Work to complete
For this exercise, output the line containing "Use: 'restart <pool>" and all lines after it to the end of the records, exactly, with no other content.

*** Material provided ***

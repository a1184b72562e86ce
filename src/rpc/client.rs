//! JSON-RPC client: used by the CLI against the daemon, and by the daemon
//! against the pool manager and the pools.

use std::net::SocketAddr;

use serde::de::DeserializeOwned;
use serde_json::Value;
use thiserror::Error;
use tokio::io::{AsyncBufReadExt, AsyncWriteExt, BufReader};
use tokio::net::TcpStream;

use super::protocol::{Request, Response, RpcError};

#[derive(Debug, Clone)]
pub struct RpcClient {
    addr: SocketAddr,
}

#[derive(Debug, Error)]
pub enum ClientError {
    #[error("Failed to connect to {0}: {1}")]
    Connect(SocketAddr, #[source] std::io::Error),
    #[error("Communication error: {0}")]
    Io(#[from] std::io::Error),
    #[error("Failed to serialize request: {0}")]
    Serialize(#[source] serde_json::Error),
    #[error("Failed to parse response: {0}")]
    Parse(#[source] serde_json::Error),
    #[error("Connection closed before a response arrived")]
    Closed,
    #[error("RPC error {}: {}", .0.code, .0.message)]
    Rpc(RpcError),
}

impl RpcClient {
    pub fn new(addr: SocketAddr) -> Self {
        Self { addr }
    }

    pub fn addr(&self) -> SocketAddr {
        self.addr
    }

    async fn send(&self, request: &Request) -> Result<TcpStream, ClientError> {
        let mut stream = TcpStream::connect(self.addr)
            .await
            .map_err(|e| ClientError::Connect(self.addr, e))?;

        let mut line = serde_json::to_string(request).map_err(ClientError::Serialize)?;
        line.push('\n');
        stream.write_all(line.as_bytes()).await?;
        Ok(stream)
    }

    pub async fn call<T: DeserializeOwned>(
        &self,
        method: &str,
        params: Option<Value>,
    ) -> Result<T, ClientError> {
        let request = Request::new(method, params, Value::Number(1.into()));
        let stream = self.send(&request).await?;

        let mut reader = BufReader::new(stream);
        let mut line = String::new();
        if reader.read_line(&mut line).await? == 0 {
            return Err(ClientError::Closed);
        }

        let response: Response = serde_json::from_str(&line).map_err(ClientError::Parse)?;
        if let Some(error) = response.error {
            return Err(ClientError::Rpc(error));
        }

        let result = response.result.unwrap_or(Value::Null);
        serde_json::from_value(result).map_err(ClientError::Parse)
    }

    pub async fn call_no_params<T: DeserializeOwned>(&self, method: &str) -> Result<T, ClientError> {
        self.call(method, None).await
    }

    /// Fire and forget: the peer sends no response.
    pub async fn notify(&self, method: &str, params: Option<Value>) -> Result<(), ClientError> {
        let request = Request::notification(method, params);
        let mut stream = self.send(&request).await?;
        stream.shutdown().await?;
        Ok(())
    }
}
use std::sync::Arc;

use anyhow::{Context, Result};
use tokio::sync::mpsc;

use crate::config::AppConfig;
use crate::core::messaging::{DoorEvent, MessageBus};
use crate::core::namespace::{HandleNamespace, Namespace};
use crate::core::selection::{PoolSelector, SelectionError};

pub mod rpc;
pub mod simulated;

pub use rpc::{RpcMessageBus, RpcPoolManager};
pub use simulated::{SimPool, SimulatedPools, Simulator};

/// Everything the door talks to.
pub struct Collaborators {
    pub selector: Arc<dyn PoolSelector>,
    pub bus: Arc<dyn MessageBus>,
    pub namespace: Arc<dyn Namespace>,
}

pub fn get_collaborators(config: &AppConfig, events: mpsc::Sender<DoorEvent>) -> Result<Collaborators> {
    let namespace: Arc<dyn Namespace> = Arc::new(HandleNamespace);

    if config.simulation {
        let pools = vec![
            SimPool::new("pool-a", &["127.0.0.1:20491"], 1),
            SimPool::new("pool-b", &["127.0.0.1:20492"], 2),
        ];
        let (sim, controller) = SimulatedPools::new(pools, events);
        spawn_console(controller);

        let sim = Arc::new(sim);
        return Ok(Collaborators {
            selector: sim.clone(),
            bus: sim,
            namespace,
        });
    }

    let manager = config
        .endpoints
        .get(&config.pool_manager)
        .with_context(|| format!("No endpoint configured for pool manager {}", config.pool_manager))?;

    Ok(Collaborators {
        selector: Arc::new(RpcPoolManager::new(*manager)),
        bus: Arc::new(RpcMessageBus::spawn(config.endpoints.clone())),
        namespace,
    })
}

const CONSOLE_HELP: &str =
    "(Simulator) Use: 'restart <pool> <verifier>', 'fail <rc>', 'heal', 'hold', 'release'";

fn spawn_console(controller: Simulator) {
    std::thread::spawn(move || {
        for line in std::io::stdin().lines().map_while(Result::ok) {
            let parts: Vec<&str> = line.split_whitespace().collect();
            match parts.as_slice() {
                ["restart", pool, verifier] => match verifier.parse() {
                    Ok(v) if controller.restart_pool(pool, v) => {
                        println!("(Simulator) {} restarted", pool)
                    }
                    _ => println!("(Simulator) No such pool or bad verifier"),
                },
                ["fail", rc] => match rc.parse() {
                    Ok(rc) => controller.set_failure(Some(SelectionError::from_rc(rc, "simulated"))),
                    Err(_) => println!("{}", CONSOLE_HELP),
                },
                ["heal"] => controller.set_failure(None),
                ["hold"] => controller.set_auto_ready(false),
                ["release"] => controller.set_auto_ready(true),
                _ => println!("{}", CONSOLE_HELP),
            }
        }
    });
}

***

Output for this exercise
    "(Simulator) Use: 'restart <pool> <verifier>', 'fail <rc>', 'heal', 'hold', 'release'";

fn spawn_console(controller: Simulator) {
    std::thread::spawn(move || {
        for line in std::io::stdin().lines().map_while(Result::ok) {
            let parts: Vec<&str> = line.split_whitespace().collect();
            match parts.as_slice() {
                ["restart", pool, verifier] => match verifier.parse() {
                    Ok(v) if controller.restart_pool(pool, v) => {
                        println!("(Simulator) {} restarted", pool)
                    }
                    _ => println!("(Simulator) No such pool or bad verifier"),
                },
                ["fail", rc] => match rc.parse() {
                    Ok(rc) => controller.set_failure(Some(SelectionError::from_rc(rc, "simulated"))),
                    Err(_) => println!("{}", CONSOLE_HELP),
                },
                ["heal"] => controller.set_failure(None),
                ["hold"] => controller.set_auto_ready(false),
                ["release"] => controller.set_auto_ready(true),
                _ => println!("{}", CONSOLE_HELP),
            }
        }
    });
}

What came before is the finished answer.